1.1.1. Vertex and fragment Shaders
The most significant departure from the previous generation is the introduction of vertex and fragment
shaders, replacing a large part of the fixed-function vertex and fragment pipeline with fully
programmable stages. This gives developers a huge amount of flexibility to create complex and
convincing visual effects, and to offload work to the GPU that previously had to be performed by the
CPU. A large part of this document is devoted to guidelines for shader programming.
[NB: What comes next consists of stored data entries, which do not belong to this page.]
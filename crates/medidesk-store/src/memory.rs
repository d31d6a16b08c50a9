//! In-memory implementation of `Repository`.
//!
//! `InMemoryRepository` keeps records in a `Vec` behind an `Arc<Mutex<_>>`.
//! Cloning the repository clones the handle, not the data: every clone sees
//! the same collection, the way every screen of the console shares one
//! dataset. Nothing survives a restart.

use std::sync::{Arc, Mutex, MutexGuard};

use tracing::debug;

use medidesk_contracts::{
    error::{DeskError, DeskResult},
    record::Record,
};
use medidesk_core::traits::Repository;

/// A process-local, shared, ordered collection.
pub struct InMemoryRepository<T> {
    pub(crate) records: Arc<Mutex<Vec<T>>>,
}

impl<T: Record> InMemoryRepository<T> {
    pub fn new() -> Self {
        Self::seeded(Vec::new())
    }

    /// A repository pre-filled with `records`, kept in the given order.
    pub fn seeded(records: Vec<T>) -> Self {
        Self {
            records: Arc::new(Mutex::new(records)),
        }
    }

    fn lock(&self) -> DeskResult<MutexGuard<'_, Vec<T>>> {
        self.records.lock().map_err(|e| DeskError::StorageFailed {
            reason: format!("{} store lock poisoned: {}", T::KIND, e),
        })
    }
}

impl<T: Record> Default for InMemoryRepository<T> {
    fn default() -> Self {
        Self::new()
    }
}

impl<T> Clone for InMemoryRepository<T> {
    fn clone(&self) -> Self {
        Self {
            records: Arc::clone(&self.records),
        }
    }
}

impl<T: Record> Repository<T> for InMemoryRepository<T> {
    fn all(&self) -> DeskResult<Vec<T>> {
        Ok(self.lock()?.clone())
    }

    fn get(&self, id: &str) -> DeskResult<Option<T>> {
        Ok(self.lock()?.iter().find(|r| r.record_id() == id).cloned())
    }

    fn insert(&self, record: T) -> DeskResult<()> {
        let mut records = self.lock()?;
        debug!(kind = T::KIND, id = %record.record_id(), "record inserted");
        records.push(record);
        Ok(())
    }

    fn replace(&self, record: T) -> DeskResult<T> {
        let mut records = self.lock()?;
        let previous = replace_in_place(&mut records, record)?;
        debug!(kind = T::KIND, id = %previous.record_id(), "record replaced");
        Ok(previous)
    }

    fn len(&self) -> DeskResult<usize> {
        Ok(self.lock()?.len())
    }
}

/// Swap `record` into the slot holding the same id and return the old value.
pub(crate) fn replace_in_place<T: Record>(records: &mut [T], record: T) -> DeskResult<T> {
    let slot = records
        .iter_mut()
        .find(|r| r.record_id() == record.record_id())
        .ok_or_else(|| DeskError::NotFound {
            kind: T::KIND,
            id: record.record_id().to_string(),
        })?;
    Ok(std::mem::replace(slot, record))
}
use medidesk_contracts::{
    appointment::{Appointment, AppointmentStatus},
    billing::{Bill, BillCategory, BillItem, PaymentMethod, PaymentStatus},
    doctor::{Availability, Doctor, DoctorStatus},
    ids::{AppointmentId, BillId, DoctorId, PatientId, PrescriptionId},
    patient::{EmergencyContact, Gender, InsuranceDetails, MedicalHistory, Patient, PatientStatus},
    prescription::{FollowUp, Medication, Prescription},
};

// ── Helpers ──────────────────────────────────────────────────────────────────

/// Calendar date from literal components. Only called with valid dates.
fn day(year: i32, month: u32, d: u32) -> NaiveDate {
    NaiveDate::from_ymd_opt(year, month, d).unwrap_or_default()
}

/// 08:00 UTC on the given day.
fn stamp(year: i32, month: u32, d: u32) -> DateTime<Utc> {
    Utc.from_utc_datetime(&day(year, month, d).and_hms_opt(8, 0, 0).unwrap_or_default())
}

fn strings(items: &[&str]) -> Vec<String> {
    items.iter().map(|s| s.to_string()).collect()
}

fn weekdays() -> Vec<Weekday> {
    vec![Weekday::Mon, Weekday::Tue, Weekday::Wed, Weekday::Thu, Weekday::Fri]
}
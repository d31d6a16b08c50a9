//! The whole console's data behind one handle.

use chrono::NaiveDate;

use medidesk_contracts::{
    appointment::Appointment, billing::Bill, doctor::Doctor, error::DeskResult, patient::Patient,
    prescription::Prescription,
};

use crate::{
    desk::AppointmentDesk,
    filter::{BillFilter, DoctorFilter, PatientFilter, PrescriptionFilter},
    stats::{appointments_on, DashboardStats},
    traits::Repository,
};

/// Repositories for every entity, plus the appointment desk.
///
/// Front ends build one `Hospital` at startup and route every screen
/// through it. Only appointments have a mutation handler; the other
/// collections are read by their list views.
pub struct Hospital {
    pub desk: AppointmentDesk,
    pub patients: Box<dyn Repository<Patient>>,
    pub doctors: Box<dyn Repository<Doctor>>,
    pub bills: Box<dyn Repository<Bill>>,
    pub prescriptions: Box<dyn Repository<Prescription>>,
}

impl Hospital {
    pub fn patients(&self, filter: &PatientFilter) -> DeskResult<Vec<Patient>> {
        Ok(filter.retain(self.patients.all()?))
    }

    pub fn doctors(&self, filter: &DoctorFilter) -> DeskResult<Vec<Doctor>> {
        Ok(filter.retain(self.doctors.all()?))
    }

    pub fn bills(&self, filter: &BillFilter) -> DeskResult<Vec<Bill>> {
        Ok(filter.retain(self.bills.all()?))
    }

    pub fn prescriptions(&self, filter: &PrescriptionFilter) -> DeskResult<Vec<Prescription>> {
        Ok(filter.retain(self.prescriptions.all()?))
    }

    pub fn stats(&self, day: NaiveDate) -> DeskResult<DashboardStats> {
        Ok(DashboardStats::collect(
            &self.patients.all()?,
            &self.doctors.all()?,
            &self.desk.all()?,
            &self.bills.all()?,
            day,
        ))
    }

    /// The dashboard's appointment list for `day`.
    pub fn appointments_on(&self, day: NaiveDate) -> DeskResult<Vec<Appointment>> {
        Ok(appointments_on(&self.desk.all()?, day))
    }
}
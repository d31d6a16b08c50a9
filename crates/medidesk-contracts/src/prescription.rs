//! Prescriptions, the medical-records view.

use chrono::{DateTime, NaiveDate, Utc};
use serde::{Deserialize, Serialize};

use crate::{
    ids::{DoctorId, PatientId, PrescriptionId},
    record::Record,
};

#[derive(Debug, Clone, PartialEq, Serialize, Deserialize)]
pub struct Medication {
    pub name: String,
    pub dosage: String,
    pub frequency: String,
    pub duration: String,
    #[serde(default, skip_serializing_if = "Option::is_none")]
    pub instructions: Option<String>,
}

#[derive(Debug, Clone, PartialEq, Serialize, Deserialize)]
pub struct FollowUp {
    pub date: NaiveDate,
    pub notes: String,
}

#[derive(Debug, Clone, PartialEq, Serialize, Deserialize)]
#[serde(rename_all = "camelCase")]
pub struct Prescription {
    pub id: PrescriptionId,
    pub patient_id: PatientId,
    pub patient_name: String,
    pub doctor_id: DoctorId,
    pub doctor_name: String,
    pub date: NaiveDate,
    pub diagnosis: String,
    pub medications: Vec<Medication>,
    #[serde(default, skip_serializing_if = "Option::is_none")]
    pub instructions: Option<String>,
    #[serde(default, skip_serializing_if = "Option::is_none")]
    pub follow_up: Option<FollowUp>,
    pub created_at: DateTime<Utc>,
}

impl Record for Prescription {
    const KIND: &'static str = "prescription";
    const COLLECTION: &'static str = "prescriptions";

    fn record_id(&self) -> &str {
        self.id.as_str()
    }
}
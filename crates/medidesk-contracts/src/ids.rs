//! Identifier newtypes.
//!
//! Every entity is keyed by a plain string. Seed data uses short readable ids
//! (`"APT001"`, `"d1"`); ids minted at runtime are UUID v4 strings.

use std::{convert::Infallible, fmt, str::FromStr};

use serde::{Deserialize, Serialize};

macro_rules! string_id {
    ($(#[$meta:meta])* $name:ident) => {
        $(#[$meta])*
        #[derive(Debug, Clone, PartialEq, Eq, Hash, PartialOrd, Ord, Serialize, Deserialize)]
        #[serde(transparent)]
        pub struct $name(pub String);

        impl $name {
            /// Wrap any string-like value.
            pub fn new(id: impl Into<String>) -> Self {
                Self(id.into())
            }

            /// Mint a fresh, unique id.
            pub fn generate() -> Self {
                Self(uuid::Uuid::new_v4().to_string())
            }

            pub fn as_str(&self) -> &str {
                &self.0
            }
        }

        impl fmt::Display for $name {
            fn fmt(&self, f: &mut fmt::Formatter<'_>) -> fmt::Result {
                f.pad(&self.0)
            }
        }

        impl From<&str> for $name {
            fn from(s: &str) -> Self {
                Self(s.to_string())
            }
        }

        impl FromStr for $name {
            type Err = Infallible;

            fn from_str(s: &str) -> Result<Self, Self::Err> {
                Ok(Self(s.trim().to_string()))
            }
        }
    };
}

string_id!(
    /// Identity of an appointment record.
    AppointmentId
);
string_id!(
    /// Identity of a registered patient.
    PatientId
);
string_id!(
    /// Identity of a doctor. Also the value a doctor selector submits.
    DoctorId
);
string_id!(
    /// Identity of a bill.
    BillId
);
string_id!(
    /// Identity of a prescription.
    PrescriptionId
);
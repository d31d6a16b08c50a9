//! # medidesk-config
//!
//! TOML configuration for the MediDesk console.
//!
//! ## Overview
//!
//! A [`DeskConfig`] carries everything that varies between deployments of
//! the console:
//!
//! - the reference doctor list and service list behind the form selectors,
//! - the time-slot catalogue and the unknown-doctor fallback label,
//! - the storage backend (`memory` or `json`) and its data directory.
//!
//! Configuration is loaded once at startup with
//! [`DeskConfig::from_toml_str`] or [`DeskConfig::from_file`]. Malformed
//! TOML, duplicate doctor ids, and blank list entries are all reported as
//! `DeskError::ConfigError`.

pub mod loader;
pub mod schema;

pub use schema::{DeskConfig, SchedulingConfig, StorageBackend, StorageConfig};

// ── Tests ─────────────────────────────────────────────────────────────────────

#[cfg(test)]
mod tests {
    use std::path::{Path, PathBuf};

    use medidesk_contracts::{error::DeskError, ids::DoctorId};

    use super::{DeskConfig, StorageBackend};

    const FULL: &str = r#"
        services = ["General Checkup", "Vaccination"]

        [scheduling]
        unknown_doctor_label = "Unassigned"
        time_slots = ["09:00 AM", "09:30 AM", "01:00 PM"]

        [[doctors]]
        id = "d1"
        name = "Dr. John Smith"
        department = "Cardiology"

        [[doctors]]
        id = "d2"
        name = "Dr. Sarah Johnson"
        department = "Neurology"

        [storage]
        backend = "json"
        data_dir = "var/medidesk"
    "#;

    fn expect_config_error(result: Result<DeskConfig, DeskError>, needle: &str) {
        match result {
            Err(DeskError::ConfigError { reason }) => {
                assert!(reason.contains(needle), "unexpected reason: {reason}");
            }
            other => panic!("expected ConfigError, got {:?}", other),
        }
    }

    // ── 1. full document ──────────────────────────────────────────────────────

    #[test]
    fn test_full_document_parses() {
        let config = DeskConfig::from_toml_str(FULL).unwrap();

        assert_eq!(config.services, vec!["General Checkup", "Vaccination"]);
        assert_eq!(config.scheduling.unknown_doctor_label, "Unassigned");
        assert_eq!(config.scheduling.time_slots.len(), 3);
        assert_eq!(config.doctors.len(), 2);
        assert_eq!(config.doctors[1].id, DoctorId::new("d2"));
        assert_eq!(config.storage.backend, StorageBackend::Json);
        assert_eq!(config.storage.data_dir, PathBuf::from("var/medidesk"));
    }

    // ── 2. defaults ───────────────────────────────────────────────────────────

    /// An empty document is valid: memory backend, no reference lists, and
    /// the standard fallback label.
    #[test]
    fn test_empty_document_uses_defaults() {
        let config = DeskConfig::from_toml_str("").unwrap();

        assert_eq!(config.storage.backend, StorageBackend::Memory);
        assert_eq!(config.storage.data_dir, PathBuf::from("data"));
        assert_eq!(config.scheduling.unknown_doctor_label, "Unknown Doctor");
        assert!(config.doctors.is_empty());
        assert!(config.services.is_empty());
    }

    #[test]
    fn test_partial_storage_section_keeps_default_dir() {
        let config = DeskConfig::from_toml_str("[storage]\nbackend = \"json\"\n").unwrap();
        assert_eq!(config.storage.backend, StorageBackend::Json);
        assert_eq!(config.storage.data_dir, PathBuf::from("data"));
    }

    // ── 3. reference data ─────────────────────────────────────────────────────

    #[test]
    fn test_reference_data_resolves_doctor_names() {
        let reference = DeskConfig::from_toml_str(FULL).unwrap().reference_data();

        assert_eq!(reference.doctor_name(&DoctorId::new("d1")), "Dr. John Smith");
        assert_eq!(reference.doctor_name(&DoctorId::new("d9")), "Unassigned");
        assert_eq!(reference.time_slots[2], "01:00 PM");
        assert_eq!(reference.services.len(), 2);
    }

    // ── 4. rejected documents ─────────────────────────────────────────────────

    #[test]
    fn test_toml_parse_error() {
        expect_config_error(
            DeskConfig::from_toml_str("this is not valid toml ][[["),
            "failed to parse config TOML",
        );
    }

    #[test]
    fn test_unknown_backend_is_rejected() {
        expect_config_error(
            DeskConfig::from_toml_str("[storage]\nbackend = \"postgres\"\n"),
            "failed to parse config TOML",
        );
    }

    #[test]
    fn test_duplicate_doctor_id_is_rejected() {
        let toml = r#"
            [[doctors]]
            id = "d1"
            name = "Dr. John Smith"
            department = "Cardiology"

            [[doctors]]
            id = "d1"
            name = "Dr. Emily Davis"
            department = "Orthopedics"
        "#;
        expect_config_error(DeskConfig::from_toml_str(toml), "duplicate doctor id 'd1'");
    }

    #[test]
    fn test_blank_service_is_rejected() {
        expect_config_error(
            DeskConfig::from_toml_str("services = [\"Vaccination\", \"  \"]\n"),
            "services must not contain blank entries",
        );
    }

    #[test]
    fn test_blank_time_slot_is_rejected() {
        expect_config_error(
            DeskConfig::from_toml_str("[scheduling]\ntime_slots = [\"\"]\n"),
            "time_slots",
        );
    }

    // ── 5. files ──────────────────────────────────────────────────────────────

    #[test]
    fn test_from_file_reads_document() {
        let dir = tempfile::tempdir().unwrap();
        let path = dir.path().join("medidesk.toml");
        std::fs::write(&path, FULL).unwrap();

        let config = DeskConfig::from_file(&path).unwrap();
        assert_eq!(config.doctors.len(), 2);
    }

    #[test]
    fn test_missing_file_is_config_error() {
        expect_config_error(
            DeskConfig::from_file(Path::new("/nonexistent/medidesk.toml")),
            "failed to read config file",
        );
    }
}
impl App {
    pub fn new(hospital: Hospital, today: NaiveDate) -> Self {
        Self {
            hospital,
            today,
            view: View::Appointments,
            mode: Mode::Browse,
            tab: AppointmentTab::default(),
            cursor: 0,
            appointment_filter: ListFilter::default(),
            patient_filter: ListFilter::default(),
            doctor_filter: ListFilter::default(),
            bill_filter: ListFilter::default(),
            record_filter: ListFilter::default(),
            dialog: None,
            toast: None,
            quit: false,
        }
    }

    // ── Listings ──────────────────────────────────────────────────────────────

    pub fn appointments(&self) -> DeskResult<Listing<Appointment>> {
        Ok(Listing {
            rows: self.hospital.desk.list(&self.appointment_filter, self.tab)?,
            total: self.hospital.desk.all()?.len(),
        })
    }

    pub fn patients(&self) -> DeskResult<Listing<Patient>> {
        Ok(Listing {
            rows: self.hospital.patients(&self.patient_filter)?,
            total: self.hospital.patients.len()?,
        })
    }

    pub fn doctors(&self) -> DeskResult<Listing<Doctor>> {
        Ok(Listing {
            rows: self.hospital.doctors(&self.doctor_filter)?,
            total: self.hospital.doctors.len()?,
        })
    }

    pub fn bills(&self) -> DeskResult<Listing<Bill>> {
        Ok(Listing {
            rows: self.hospital.bills(&self.bill_filter)?,
            total: self.hospital.bills.len()?,
        })
    }

    pub fn prescriptions(&self) -> DeskResult<Listing<Prescription>> {
        Ok(Listing {
            rows: self.hospital.prescriptions(&self.record_filter)?,
            total: self.hospital.prescriptions.len()?,
        })
    }

    fn row_count(&self) -> DeskResult<usize> {
        Ok(match self.view {
            View::Appointments => self.appointments()?.rows.len(),
            View::Patients => self.patients()?.rows.len(),
            View::Doctors => self.doctors()?.rows.len(),
            View::Billing => self.bills()?.rows.len(),
            View::Records => self.prescriptions()?.rows.len(),
            View::Dashboard => self.todays_appointments()?.len(),
        })
    }

    pub fn todays_appointments(&self) -> DeskResult<Vec<Appointment>> {
        self.hospital.appointments_on(self.today)
    }

    pub fn stats(&self) -> DeskResult<DashboardStats> {
        self.hospital.stats(self.today)
    }

    /// The appointment under the cursor, if the appointments view is showing.
    pub fn selected_appointment(&self) -> DeskResult<Option<Appointment>> {
        if self.view != View::Appointments {
            return Ok(None);
        }
        Ok(self.appointments()?.rows.into_iter().nth(self.cursor))
    }

    /// Search text of the current view.
    pub fn search(&self) -> &str {
        match self.view {
            View::Appointments => &self.appointment_filter.search,
            View::Patients => &self.patient_filter.search,
            View::Doctors => &self.doctor_filter.search,
            View::Billing => &self.bill_filter.search,
            View::Records => &self.record_filter.search,
            View::Dashboard => "",
        }
    }

    fn search_mut(&mut self) -> Option<&mut String> {
        match self.view {
            View::Appointments => Some(&mut self.appointment_filter.search),
            View::Patients => Some(&mut self.patient_filter.search),
            View::Doctors => Some(&mut self.doctor_filter.search),
            View::Billing => Some(&mut self.bill_filter.search),
            View::Records => Some(&mut self.record_filter.search),
            View::Dashboard => None,
        }
    }

    /// Category filter of the current view, as display text.
    pub fn category_label(&self) -> String {
        match self.view {
            View::Appointments => self.appointment_filter.category.to_string(),
            View::Patients => self.patient_filter.category.to_string(),
            View::Doctors => self.doctor_filter.category.to_string(),
            View::Billing => self.bill_filter.category.to_string(),
            View::Records => self.record_filter.category.to_string(),
            View::Dashboard => String::new(),
        }
    }

    // ── Toasts ────────────────────────────────────────────────────────────────

    pub fn notify(&mut self, kind: ToastKind, message: impl Into<String>) {
        self.toast = Some(Toast {
            kind,
            message: message.into(),
            shown_at: Instant::now(),
        });
    }

    /// Drop the toast once it has been visible for `TOAST_TTL`.
    pub fn tick(&mut self) {
        if self.toast.as_ref().is_some_and(|t| t.shown_at.elapsed() >= TOAST_TTL) {
            self.toast = None;
        }
    }

    // ── Key handling ──────────────────────────────────────────────────────────

    pub fn handle_key(&mut self, key: KeyEvent) {
        if key.code == KeyCode::Char('c') && key.modifiers.contains(KeyModifiers::CONTROL) {
            self.quit = true;
            return;
        }
        match self.mode {
            Mode::Browse => self.handle_browse_key(key),
            Mode::Search => self.handle_search_key(key),
            Mode::Dialog => self.handle_dialog_key(key),
        }
    }

    fn handle_browse_key(&mut self, key: KeyEvent) {
        match key.code {
            KeyCode::Char('q') | KeyCode::Char('Q') => self.quit = true,

            KeyCode::Right => self.switch_view(self.view.offset(1)),
            KeyCode::Left => self.switch_view(self.view.offset(View::ALL.len() - 1)),
            KeyCode::Char(c @ '1'..='6') => {
                let index = c as usize - '1' as usize;
                self.switch_view(View::ALL[index]);
            }

            KeyCode::Down | KeyCode::Char('j') => self.move_cursor(true),
            KeyCode::Up | KeyCode::Char('k') => self.move_cursor(false),

            KeyCode::Char('/') if self.view.filterable() => self.mode = Mode::Search,
            KeyCode::Char('f') if self.view.filterable() => {
                self.cycle_filter();
                self.cursor = 0;
            }
            KeyCode::Tab if self.view == View::Appointments => {
                let tabs = AppointmentTab::ALL;
                let index = tabs.iter().position(|t| *t == self.tab).unwrap_or(0);
                self.tab = tabs[(index + 1) % tabs.len()];
                self.cursor = 0;
            }

            KeyCode::Char('n') if self.view == View::Appointments => {
                self.dialog = Some(AppointmentDialog::new_appointment());
                self.mode = Mode::Dialog;
            }
            KeyCode::Char('e') if self.view == View::Appointments => self.open_edit(),
            KeyCode::Char('x') if self.view == View::Appointments => self.cancel_selected(),

            _ => {}
        }
    }

    fn handle_search_key(&mut self, key: KeyEvent) {
        match key.code {
            KeyCode::Enter => self.mode = Mode::Browse,
            KeyCode::Esc => {
                if let Some(search) = self.search_mut() {
                    search.clear();
                }
                self.mode = Mode::Browse;
            }
            KeyCode::Backspace => {
                if let Some(search) = self.search_mut() {
                    search.pop();
                }
            }
            KeyCode::Char(c) => {
                if let Some(search) = self.search_mut() {
                    search.push(c);
                }
            }
            _ => {}
        }
        self.cursor = 0;
    }

    fn handle_dialog_key(&mut self, key: KeyEvent) {
        let today = self.today;
        let Some(dialog) = self.dialog.as_mut() else {
            self.mode = Mode::Browse;
            return;
        };

        match key.code {
            KeyCode::Esc => self.close_dialog(),
            KeyCode::Enter => self.submit_dialog(),
            KeyCode::Tab | KeyCode::Down => dialog.focus_next(),
            KeyCode::BackTab | KeyCode::Up => dialog.focus_prev(),
            KeyCode::Right => dialog.cycle(true, self.hospital.desk.reference(), today),
            KeyCode::Left => dialog.cycle(false, self.hospital.desk.reference(), today),
            KeyCode::Backspace => dialog.backspace(),
            KeyCode::Char(c) => dialog.type_char(c),
            _ => {}
        }
    }

    // ── Actions ───────────────────────────────────────────────────────────────

    fn switch_view(&mut self, view: View) {
        self.view = view;
        self.cursor = 0;
    }

    /// Pull the cursor back onto the last row after the listing shrank.
    fn clamp_cursor(&mut self) {
        let rows = self.row_count().unwrap_or(0);
        self.cursor = self.cursor.min(rows.saturating_sub(1));
    }

    fn move_cursor(&mut self, down: bool) {
        let rows = self.row_count().unwrap_or(0);
        if rows == 0 {
            self.cursor = 0;
        } else if down {
            self.cursor = (self.cursor + 1).min(rows - 1);
        } else {
            self.cursor = self.cursor.saturating_sub(1);
        }
    }

    /// Advance the current view's category filter: `all`, then each value
    /// in turn, then back to `all`.
    fn cycle_filter(&mut self) {
        match self.view {
            View::Appointments => {
                let next = next_category(&self.appointment_filter.category, &AppointmentStatus::ALL);
                self.appointment_filter.category = next;
            }
            View::Patients => {
                let next = next_category(&self.patient_filter.category, &PatientStatus::ALL);
                self.patient_filter.category = next;
            }
            View::Doctors => {
                let options = self.hospital.doctors.all().map(|d| departments(&d));
                match options {
                    Ok(options) => {
                        self.doctor_filter.category =
                            next_category(&self.doctor_filter.category, &options)
                    }
                    Err(e) => self.notify(ToastKind::Error, e.to_string()),
                }
            }
            View::Billing => {
                let next = next_category(&self.bill_filter.category, &PaymentStatus::ALL);
                self.bill_filter.category = next;
            }
            View::Records => {
                let options: DeskResult<Vec<PatientId>> = self
                    .hospital
                    .patients
                    .all()
                    .map(|patients| patients.into_iter().map(|p| p.id).collect());
                match options {
                    Ok(options) => {
                        self.record_filter.category =
                            next_category(&self.record_filter.category, &options)
                    }
                    Err(e) => self.notify(ToastKind::Error, e.to_string()),
                }
            }
            View::Dashboard => {}
        }
    }

    fn open_edit(&mut self) {
        match self.selected_appointment() {
            Ok(Some(appointment)) => {
                self.dialog = Some(AppointmentDialog::edit(&appointment));
                self.mode = Mode::Dialog;
            }
            Ok(None) => self.notify(ToastKind::Error, "No appointment selected"),
            Err(e) => self.notify(ToastKind::Error, e.to_string()),
        }
    }

    fn cancel_selected(&mut self) {
        let result = self.selected_appointment().and_then(|selected| match selected {
            Some(a) => self.hospital.desk.cancel(&a.id).map(Some),
            None => Ok(None),
        });
        match result {
            Ok(Some(a)) => self.notify(
                ToastKind::Success,
                format!("Appointment for {} cancelled", a.patient_name),
            ),
            Ok(None) => self.notify(ToastKind::Error, "No appointment selected"),
            Err(e) => self.notify(ToastKind::Error, e.to_string()),
        }
        self.clamp_cursor();
    }

    fn close_dialog(&mut self) {
        self.dialog = None;
        self.mode = Mode::Browse;
        self.clamp_cursor();
    }

    /// Validate and save the dialog. A rejected form stays open with its
    /// inline messages; a saved one closes with a success toast.
    fn submit_dialog(&mut self) {
        let Some(dialog) = self.dialog.as_ref() else {
            return;
        };
        let form = dialog.to_form();
        let editing = dialog.editing.as_ref().map(|a| a.id.clone());

        let result = check_submission(&form, dialog.stored_date(), self.today).and_then(|()| {
            match &editing {
                Some(id) => self.hospital.desk.update(id, &form),
                None => self.hospital.desk.schedule(&form),
            }
        });

        let Some(dialog) = self.dialog.as_mut() else {
            return;
        };

        match result {
            Ok(appointment) => {
                let verb = if editing.is_some() { "updated" } else { "scheduled" };
                self.close_dialog();
                self.notify(
                    ToastKind::Success,
                    format!(
                        "Appointment {} for {} on {} at {}",
                        verb, appointment.patient_name, appointment.date, appointment.time
                    ),
                );
            }
            Err(DeskError::Validation(errors)) => {
                dialog.errors = errors;
                self.notify(ToastKind::Error, "Please correct the highlighted fields");
            }
            Err(e) => {
                dialog.errors = Default::default();
                self.notify(ToastKind::Error, e.to_string());
            }
        }
    }
}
Some parts of the pipeline – such as rasterization, visibility testing, and texture filtering – remain fixed-
function to guarantee maximum efficiency.
1.1.2. Unified Shader Architecture
The architecture of the POWERVR SGX family is based around its fully programmable multi-threaded
Universal Scalable Shader Engine (USSE), which performs all the processing for both vertex and
fragment shaders. This unification of vertex and fragment processing has two very important
implications:
• Load Balancing: In an architecture with separate units for vertex and fragment processing
precious cycles are often wasted due to the workloads not exactly matching the hardware
capabilities. Reducing the vertex workload will not improve performance if the fragment
shader is the bottleneck. On POWERVR SGX however, a reduction in vertex processing will
result in more cycles available for fragment shading, and vice versa, thus always resulting in
maximum utilization of the USSE core.
• Mostly Identical Capabilities: Both vertex and fragment shaders support full flow control.
Both can read from textures. The same precisions are available in both shader types. Some
limitations are imposed by the API and by the inherent differences between vertices and
fragments, though.
The USSE pipeline also performs some “fixed-function” tasks such as alpha blending and conversion
of vertex attributes to floating point values. While this implies a performance penalty when using these
features, it increases the overall GPU efficiency because there are no specialized hardware units
which would be idle when those features are not used.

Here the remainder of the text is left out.